## Problem description
Scan the lines below for the string "HealthResponse" and copy every one that has it.
**** Data for this task
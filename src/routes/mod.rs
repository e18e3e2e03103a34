// SPDX-License-Identifier: MIT

//! HTTP route handlers.

pub mod otp;
pub mod session;

use crate::middleware::auth::require_auth;
use crate::AppState;
use axum::http::{header, Method};
use axum::{middleware, routing::get, Json, Router};
use serde::Serialize;
use std::sync::Arc;
use tower_http::cors::CorsLayer;
use tower_http::trace::{DefaultMakeSpan, DefaultOnResponse, TraceLayer};
use tracing::Level;

/// Success response body: `{"message": ...}`.
#[derive(Serialize)]
pub struct MessageResponse {
    pub message: String,
}

impl MessageResponse {
    pub fn new(message: &str) -> Json<Self> {
        Json(Self {
            message: message.to_string(),
        })
    }
}

#[derive(Serialize)]
pub struct HealthResponse {
    pub status: String,
}

/// Health check response
async fn health_check() -> Json<HealthResponse> {
    Json(HealthResponse {
        status: "ok".to_string(),
    })
}

/// Build the complete router with all routes.
pub fn create_router(state: Arc<AppState>) -> Router {
    // CORS layer - allow requests from frontend URL and localhost (for dev)
    let frontend_url = state.config.frontend_url.clone();
    let cors = CorsLayer::new()
        .allow_origin(tower_http::cors::AllowOrigin::predicate(
            move |origin: &axum::http::HeaderValue, _request_parts: &axum::http::request::Parts| {
                let origin_str = origin.to_str().unwrap_or("");
                origin_str == frontend_url
                    || origin_str.starts_with("http://localhost")
                    || origin_str.starts_with("http://127.0.0.1")
            },
        ))
        .allow_credentials(true)
        .allow_methods([Method::GET, Method::POST, Method::OPTIONS])
        .allow_headers([header::CONTENT_TYPE, header::AUTHORIZATION, header::ACCEPT]);

    // Public routes (no auth required)
    let public_routes = Router::new()
        .route("/health", get(health_check))
        .merge(otp::routes());

    // Protected routes (session token required)
    let protected_routes =
        session::routes().route_layer(middleware::from_fn_with_state(state.clone(), require_auth));

    Router::new()
        .merge(public_routes)
        .merge(protected_routes)
        .layer(middleware::from_fn(
            crate::middleware::security::add_security_headers,
        ))
        .layer(cors)
        .layer(
            TraceLayer::new_for_http()
                .make_span_with(DefaultMakeSpan::new().level(Level::INFO))
                .on_response(DefaultOnResponse::new().level(Level::INFO)),
        )
        .with_state(state)
}
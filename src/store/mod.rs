// SPDX-License-Identifier: MIT

//! Shared auth store: the system of record for ephemeral authentication
//! state (identities, OTP challenges, live session sets).

pub mod memory;

pub use memory::{AuthStore, StoreError};

use crate::models::SessionId;

/// Change events broadcast by the store.
///
/// Session events carry the live count observed inside the critical
/// section that performed the mutation, so subscribers never see a count
/// inconsistent with the event ordering.
#[derive(Debug, Clone)]
pub enum StoreEvent {
    SessionAdded {
        identity_id: String,
        session_id: SessionId,
        live_count: usize,
    },
    SessionRemoved {
        identity_id: String,
        session_id: SessionId,
        live_count: usize,
    },
    ActiveChanged {
        identity_id: String,
        active: bool,
    },
    IdentityDeleted {
        identity_id: String,
    },
}
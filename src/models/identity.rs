// SPDX-License-Identifier: MIT

//! Identity (user profile) model.

use serde::{Deserialize, Serialize};

/// A user identity stored in the auth store.
///
/// Field names are camelCase on the wire to match the profile store the
/// frontend reads directly. `is_active` is a derived cache of session-set
/// emptiness maintained by the presence tracker, never ground truth.
#[derive(Debug, Clone, Serialize, Deserialize)]
#[serde(rename_all = "camelCase")]
pub struct Identity {
    /// Opaque stable user key (document id)
    pub id: String,
    pub first_name: String,
    pub last_name: String,
    /// Email address, usable as a login handle
    pub email: String,
    /// Phone number, usable as a login handle (may be empty for
    /// federation-provisioned identities)
    #[serde(default)]
    pub phone: String,
    #[serde(default)]
    pub job_title: String,
    /// RFC3339 timestamp of when the profile write completed
    #[serde(default)]
    pub register_date: String,
    /// Derived: at least one live session exists
    #[serde(default)]
    pub is_active: bool,
    /// Profile image URL in blob storage
    #[serde(default)]
    pub image_url: String,
    /// True once profile fields are persisted. Federation-provisioned
    /// identities stay false until the user completes registration.
    #[serde(default)]
    pub registered: bool,
}

impl Identity {
    /// Provision an identity from a federated sign-in.
    ///
    /// `registered` is left false: the profile has not been written yet,
    /// which distinguishes these from fully registered users.
    pub fn from_federated(profile: &FederatedProfile) -> Self {
        Self {
            id: profile.uid.clone(),
            first_name: profile.display_name.clone(),
            last_name: String::new(),
            email: profile.email.clone(),
            phone: String::new(),
            job_title: String::new(),
            register_date: String::new(),
            is_active: false,
            image_url: profile.photo_url.clone().unwrap_or_default(),
            registered: false,
        }
    }
}

/// Profile attributes returned by the federated identity provider.
#[derive(Debug, Clone)]
pub struct FederatedProfile {
    /// Provider-assigned stable user id
    pub uid: String,
    pub display_name: String,
    pub email: String,
    pub photo_url: Option<String>,
}
// SPDX-License-Identifier: MIT

//! OTP challenge service: issues and verifies one-time login codes.
//!
//! One live challenge per handle. Requesting again overwrites the prior
//! challenge and resets the expiry window; verification is a single
//! atomic compare-and-consume against the store.

use crate::models::OtpChallenge;
use crate::services::mailer::Mailer;
use crate::store::AuthStore;
use async_trait::async_trait;
use chrono::{Duration, Utc};
use ring::rand::{SecureRandom, SystemRandom};
use subtle::ConstantTimeEq;

/// Number of digits in a challenge code.
pub const OTP_CODE_LEN: usize = 6;

/// Errors surfaced by the challenge service.
#[derive(Debug, thiserror::Error)]
pub enum OtpError {
    #[error("no identity matches that handle")]
    UnknownHandle,

    #[error("invalid or expired OTP")]
    InvalidOrExpired,

    #[error("OTP delivery failed: {0}")]
    Delivery(String),

    #[error("network failure: {0}")]
    Network(String),

    #[error("random source unavailable")]
    Rng,
}

/// The challenge service as seen by a login client.
///
/// Implemented by [`OtpService`] (in-process) and by
/// [`crate::client::OtpClient`] (over HTTP).
#[async_trait]
pub trait ChallengeApi: Send + Sync {
    async fn request_challenge(&self, handle: &str) -> Result<(), OtpError>;
    async fn verify_challenge(&self, handle: &str, code: &str) -> Result<(), OtpError>;
}

/// OTP challenge service.
#[derive(Clone)]
pub struct OtpService {
    store: AuthStore,
    mailer: Mailer,
    ttl: Duration,
}

impl OtpService {
    pub fn new(store: AuthStore, mailer: Mailer, ttl: Duration) -> Self {
        Self { store, mailer, ttl }
    }

    /// Issue a challenge for `handle` and dispatch it by email.
    ///
    /// Overwrites any prior challenge for the handle, invalidating its
    /// code. If delivery fails the stored challenge is rolled back (only
    /// if it is still the one this call stored), so the caller is never
    /// told "sent" without a live challenge behind it.
    pub async fn request_challenge(&self, handle: &str) -> Result<(), OtpError> {
        let identity = self
            .store
            .find_identity_by_handle(handle)
            .ok_or(OtpError::UnknownHandle)?;

        let code = generate_code()?;
        self.store.put_challenge(OtpChallenge {
            handle: handle.to_string(),
            code: code.clone(),
            issued_at: Utc::now(),
        });

        // The handle may be a phone number; the code always goes to the
        // email on file.
        if let Err(err) = self.mailer.send_otp_email(&identity.email, &code).await {
            self.store.remove_challenge_if(handle, |c| c.code == code);
            tracing::warn!(handle, error = %err, "OTP delivery failed, challenge rolled back");
            return Err(OtpError::Delivery(err.to_string()));
        }

        tracing::info!(handle, "OTP challenge issued");
        Ok(())
    }

    /// Verify a submitted code against the live challenge for `handle`.
    ///
    /// A match within the TTL consumes the challenge. A mismatch, a
    /// missing challenge, or an expired one all report the same
    /// `InvalidOrExpired` and leave the store unchanged.
    pub async fn verify_challenge(&self, handle: &str, code: &str) -> Result<(), OtpError> {
        let now = Utc::now();
        let ttl = self.ttl;

        let consumed = self.store.remove_challenge_if(handle, |challenge| {
            let code_matches: bool = challenge.code.as_bytes().ct_eq(code.as_bytes()).into();
            code_matches && !challenge.is_expired(now, ttl)
        });

        if consumed {
            tracing::info!(handle, "OTP verified");
            Ok(())
        } else {
            tracing::debug!(handle, "OTP rejected");
            Err(OtpError::InvalidOrExpired)
        }
    }
}

#[async_trait]
impl ChallengeApi for OtpService {
    async fn request_challenge(&self, handle: &str) -> Result<(), OtpError> {
        OtpService::request_challenge(self, handle).await
    }

    async fn verify_challenge(&self, handle: &str, code: &str) -> Result<(), OtpError> {
        OtpService::verify_challenge(self, handle, code).await
    }
}

/// Generate a 6-digit code from the system CSPRNG.
///
/// Samples from the truncated top of the u32 range are rejected so the
/// modulo is unbiased across the 900 000 possible codes.
fn generate_code() -> Result<String, OtpError> {
    const ZONE: u32 = (u32::MAX / 900_000) * 900_000;

    let rng = SystemRandom::new();
    loop {
        let mut buf = [0u8; 4];
        rng.fill(&mut buf).map_err(|_| OtpError::Rng)?;
        let n = u32::from_be_bytes(buf);
        if n < ZONE {
            return Ok(format!("{}", 100_000 + n % 900_000));
        }
    }
}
********
## Finished task
pub struct HealthResponse {
async fn health_check() -> Json<HealthResponse> {
    Json(HealthResponse {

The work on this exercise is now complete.